Поросячьи глазки Щеколды не могли это заметить, хоть он и напрягал их изо всех сил под толстыми веками с траченными молью бурных лет ресницами. Я помахал у него перед глазами рукой, чтобы выяснить, не загипнотизировал ли я его невзначай. Он очнулся, тряхнул головой. Поскольку он забыл, что надо делать, я взял у него из рук колоду карт, сдал себе две и спросил:
— Дядюшка Стерикэ, сколько желает ваша милость?
— Три, — пробормотал он.
— Прошу вас, — подбодрил его я. Я рассортировал карты, мне ничего стоящего не пришло, оставалось играть теми, с которыми начал.
— Закрываю, — сказал я.
— Нет возражений, — несколько оживившись, проворковал он.
— Ставьте сотню, дядюшка Стерикэ! — попросил я, надеясь расшевелить его.

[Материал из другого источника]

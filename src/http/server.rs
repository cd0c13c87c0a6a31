//! HTTP server setup and graceful shutdown
//!
//! Builds the router and middleware stack, binds the listener and serves
//! until the shutdown future completes. In-flight requests then get
//! `shutdown_timeout` to finish before the server is dropped.

use axum::{extract::Request, Router};
use std::{future::IntoFuture, net::SocketAddr, sync::Arc, time::Duration};
use tokio::{net::TcpListener, sync::oneshot};
use tower::util::MapRequest;
use tracing::{error, info, instrument, warn};

use crate::{
    config::SystemConfig,
    http::{
        handlers::{routes, AppState},
        middleware::{self, normalize_request_path, RateLimiter},
    },
    types::{Error, Result},
};

/// Router wrapped with path cleaning, ready to be served
pub type App = MapRequest<Router, fn(Request) -> Request>;

/// Start the HTTP server with the given configuration
#[instrument(skip_all)]
pub async fn start_server(
    config: SystemConfig,
    shutdown_signal: impl std::future::Future<Output = ()> + Send + 'static,
) -> Result<()> {
    let rate_limiter = RateLimiter::from_config(&config.rate_limit)
        .await
        .map_err(|e| {
            error!(error = %e, "Failed to initialize rate limiter");
            e
        })?;

    let addr = config.server.listen_address();
    let grace = config.server.shutdown_timeout();

    info!(
        listen_addr = %addr,
        request_timeout = config.server.request_timeout,
        shutdown_timeout = config.server.shutdown_timeout,
        rate_limiting = rate_limiter.is_some(),
        debug_endpoints = config.debug.enabled,
        "Starting HTTP server"
    );

    let state = Arc::new(AppState::new(config, rate_limiter));
    let app = build_app(state);

    let listener = TcpListener::bind(&addr).await.map_err(|e| {
        error!(
            error = %e,
            addr = %addr,
            "Failed to bind to address"
        );
        Error::Io(e)
    })?;

    match listener.local_addr() {
        Ok(local_addr) => info!(local_addr = %local_addr, "HTTP server listening"),
        Err(_) => info!(addr = %addr, "HTTP server listening"),
    }

    run_until_shutdown(listener, app, grace, shutdown_signal).await
}

/// Serve `app` until `shutdown_signal` completes, then wait at most `grace`
/// for in-flight requests
pub async fn run_until_shutdown(
    listener: TcpListener,
    app: App,
    grace: Duration,
    shutdown_signal: impl std::future::Future<Output = ()> + Send + 'static,
) -> Result<()> {
    let (draining_tx, draining_rx) = oneshot::channel::<()>();

    let server = axum::serve(
        listener,
        axum::ServiceExt::<Request>::into_make_service_with_connect_info::<SocketAddr>(app),
    )
    .with_graceful_shutdown(async move {
        shutdown_signal.await;
        info!("Shutdown signal received, starting graceful shutdown");
        let _ = draining_tx.send(());
    });
    let mut server = std::pin::pin!(server.into_future());

    tokio::select! {
        biased;
        result = &mut server => {
            return match result {
                Ok(()) => {
                    info!("HTTP server shutdown complete");
                    Ok(())
                }
                Err(e) => {
                    error!(error = %e, "HTTP server error");
                    Err(Error::Io(e))
                }
            };
        }
        _ = draining_rx => {}
    }

    match tokio::time::timeout(grace, &mut server).await {
        Ok(Ok(())) => {
            info!("HTTP server shutdown complete");
            Ok(())
        }
        Ok(Err(e)) => {
            error!(error = %e, "HTTP server error during shutdown");
            Err(Error::Io(e))
        }
        Err(_) => {
            // Connection tasks still running end with the runtime
            warn!(
                grace_ms = grace.as_millis() as u64,
                "Graceful shutdown timed out, abandoning in-flight requests"
            );
            Ok(())
        }
    }
}

/// Create the Axum router with all endpoints and middleware
pub fn create_router(state: Arc<AppState>) -> Router {
    let router = routes(&state.config);
    middleware::apply(router, &state.config, state.rate_limiter.clone()).with_state(state)
}

/// Router plus path cleaning in front of routing
pub fn build_app(state: Arc<AppState>) -> App {
    into_app(create_router(state))
}

fn into_app(router: Router) -> App {
    MapRequest::new(router, normalize_request_path as fn(Request) -> Request)
}
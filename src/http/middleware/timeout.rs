use axum::{
    extract::{Request, State},
    http::StatusCode,
    middleware::Next,
    response::{IntoResponse, Response},
};
use std::time::Duration;
use tracing::warn;

use crate::http::{middleware::request_id::request_id_of, responses::ErrorResponse};

/// Abort requests that run past the deadline with 504
pub async fn timeout_middleware(
    State(deadline): State<Duration>,
    request: Request,
    next: Next,
) -> Response {
    let request_id = request_id_of(&request);
    let method = request.method().clone();
    let uri = request.uri().clone();

    match tokio::time::timeout(deadline, next.run(request)).await {
        Ok(response) => response,
        Err(_) => {
            warn!(
                method = %method,
                uri = %uri,
                request_id = %request_id,
                timeout_ms = deadline.as_millis() as u64,
                "Request timed out"
            );
            ErrorResponse::from_status(StatusCode::GATEWAY_TIMEOUT, request_id).into_response()
        }
    }
}
//! Request content-type allow-list
//!
//! Requests carrying a body must declare one of the configured media types;
//! anything else is answered with 415. Bodiless requests always pass.

use axum::{
    body::HttpBody,
    extract::{Request, State},
    http::{header, HeaderMap, StatusCode},
    middleware::Next,
    response::{IntoResponse, Response},
};
use std::sync::Arc;
use tracing::debug;

use crate::http::{middleware::request_id::request_id_of, responses::ErrorResponse};

/// Normalized set of accepted media types
#[derive(Debug, Clone)]
pub struct AllowedContentTypes(Arc<Vec<String>>);

impl AllowedContentTypes {
    pub fn new(types: &[String]) -> Self {
        Self(Arc::new(
            types.iter().map(|t| t.trim().to_lowercase()).collect(),
        ))
    }

    pub fn allows(&self, content_type: &str) -> bool {
        let media_type = content_type
            .split(';')
            .next()
            .unwrap_or_default()
            .trim()
            .to_lowercase();
        self.0.iter().any(|allowed| *allowed == media_type)
    }
}

pub async fn content_type_middleware(
    State(allowed): State<AllowedContentTypes>,
    request: Request,
    next: Next,
) -> Response {
    if !has_body(&request) {
        return next.run(request).await;
    }

    let content_type = request
        .headers()
        .get(header::CONTENT_TYPE)
        .and_then(|v| v.to_str().ok())
        .unwrap_or_default();

    if allowed.allows(content_type) {
        return next.run(request).await;
    }

    debug!(content_type = %content_type, "Rejected request body content type");
    ErrorResponse::from_status(StatusCode::UNSUPPORTED_MEDIA_TYPE, request_id_of(&request))
        .into_response()
}

fn has_body(request: &Request) -> bool {
    if request.body().size_hint().exact() == Some(0) {
        return false;
    }
    declared_length(request.headers()) != Some(0)
}

fn declared_length(headers: &HeaderMap) -> Option<u64> {
    headers
        .get(header::CONTENT_LENGTH)
        .and_then(|v| v.to_str().ok())
        .and_then(|v| v.trim().parse().ok())
}

#[cfg(test)]
mod tests {
    use super::*;

    fn allowed() -> AllowedContentTypes {
        AllowedContentTypes::new(&[
            "application/json".to_string(),
            "Application/X-WWW-Form-Urlencoded".to_string(),
        ])
    }

    #[test]
    fn test_allows_exact_media_type() {
        assert!(allowed().allows("application/json"));
        assert!(allowed().allows("application/x-www-form-urlencoded"));
    }

    #[test]
    fn test_allows_ignores_parameters_and_case() {
        assert!(allowed().allows("application/json; charset=utf-8"));
        assert!(allowed().allows("  APPLICATION/JSON "));
    }

    #[test]
    fn test_rejects_other_media_types() {
        assert!(!allowed().allows("text/plain"));
        assert!(!allowed().allows("multipart/form-data; boundary=x"));
        assert!(!allowed().allows(""));
    }

    #[test]
    fn test_declared_length() {
        let mut headers = HeaderMap::new();
        assert_eq!(declared_length(&headers), None);
        headers.insert(header::CONTENT_LENGTH, "0".parse().unwrap());
        assert_eq!(declared_length(&headers), Some(0));
        headers.insert(header::CONTENT_LENGTH, "42".parse().unwrap());
        assert_eq!(declared_length(&headers), Some(42));
    }
}
//! Request correlation ids
//!
//! An incoming `x-request-id` header is kept as is; otherwise a UUID v4 is
//! generated. The id is echoed on the response and is available to handlers
//! through the [`CorrelationId`] extractor.

use axum::{
    extract::{FromRequestParts, Request},
    http::{request::Parts, Extensions, HeaderMap},
};
use std::convert::Infallible;
use tower_http::request_id::{
    MakeRequestUuid, PropagateRequestIdLayer, RequestId, SetRequestIdLayer,
};

pub const REQUEST_ID_HEADER: &str = "x-request-id";

/// Layer assigning an id to every request that does not carry one
pub fn set_request_id_layer() -> SetRequestIdLayer<MakeRequestUuid> {
    SetRequestIdLayer::x_request_id(MakeRequestUuid)
}

/// Layer copying the request id onto the response
pub fn propagate_request_id_layer() -> PropagateRequestIdLayer {
    PropagateRequestIdLayer::x_request_id()
}

/// The request id of the current request, empty when none was assigned
#[derive(Debug, Clone, PartialEq, Eq)]
pub struct CorrelationId(pub String);

impl<S> FromRequestParts<S> for CorrelationId
where
    S: Send + Sync,
{
    type Rejection = Infallible;

    async fn from_request_parts(parts: &mut Parts, _state: &S) -> Result<Self, Self::Rejection> {
        Ok(CorrelationId(lookup(&parts.extensions, &parts.headers)))
    }
}

/// Request id of a request seen by a middleware
pub fn request_id_of(request: &Request) -> String {
    lookup(request.extensions(), request.headers())
}

fn lookup(extensions: &Extensions, headers: &HeaderMap) -> String {
    extensions
        .get::<RequestId>()
        .map(|id| id.header_value())
        .or_else(|| headers.get(REQUEST_ID_HEADER))
        .and_then(|value| value.to_str().ok())
        .unwrap_or_default()
        .to_string()
}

Мне очень нравится выигрывать, блефуя, то есть оставляя противника в дураках. Щеколда разложил карты по-новому. Платиновая дама стояла рядом, не зная, куда девать руки.
— Дорогуша, свари гостю кофе! — попросил ее Щеколда. — Да не простой, а тот, что мы купили у немцев…
— Не беспокойтесь, пожалуйста, — сказал я, но как-то неуверенно.
— Какое там беспокойство, милый, пустяки! Никакого беспокойства. Так ты сказал — сотню? Сильно играешь, а? Тогда поставь-ка и мне… две сотни!
Ни я, ни он не вынимали пока ни монеты. Я посмотрел ему в глаза, но он тут же испуганно отвел взгляд.
— Всухую, дядюшка Стерикэ. Что у вас?
— Два туза, милый, — дрожа, сказал он. — А у тебя?
— У меня — ничего, дядюшка Стерикэ. Ты выиграл.
По его лицу опять скользнула улыбка, то появлявшаяся, то исчезавшая, как будто его голова вращалась вокруг собственной оси, при каждом обороте меняя выражение лица на противоположное: то упоение славой, то застенчивость. Он бросил карты на столик и поднялся с дивана. Расправив под поясом складки халата, изогнул раскисшее тело и протянул мне мягкую, потную ладонь, словно специально созданную, чтобы ласкать пышные прелести хозяйки дома, которая в этот момент шажками балерины, в последний раз выступающей перед уходом на пенсию, улыбаясь, шествовала из кухни. Она несла кофе, и чашечка звякала о блюдце в ее дрожащих руках.
— Прошу вас! — сказала она приторным голосом.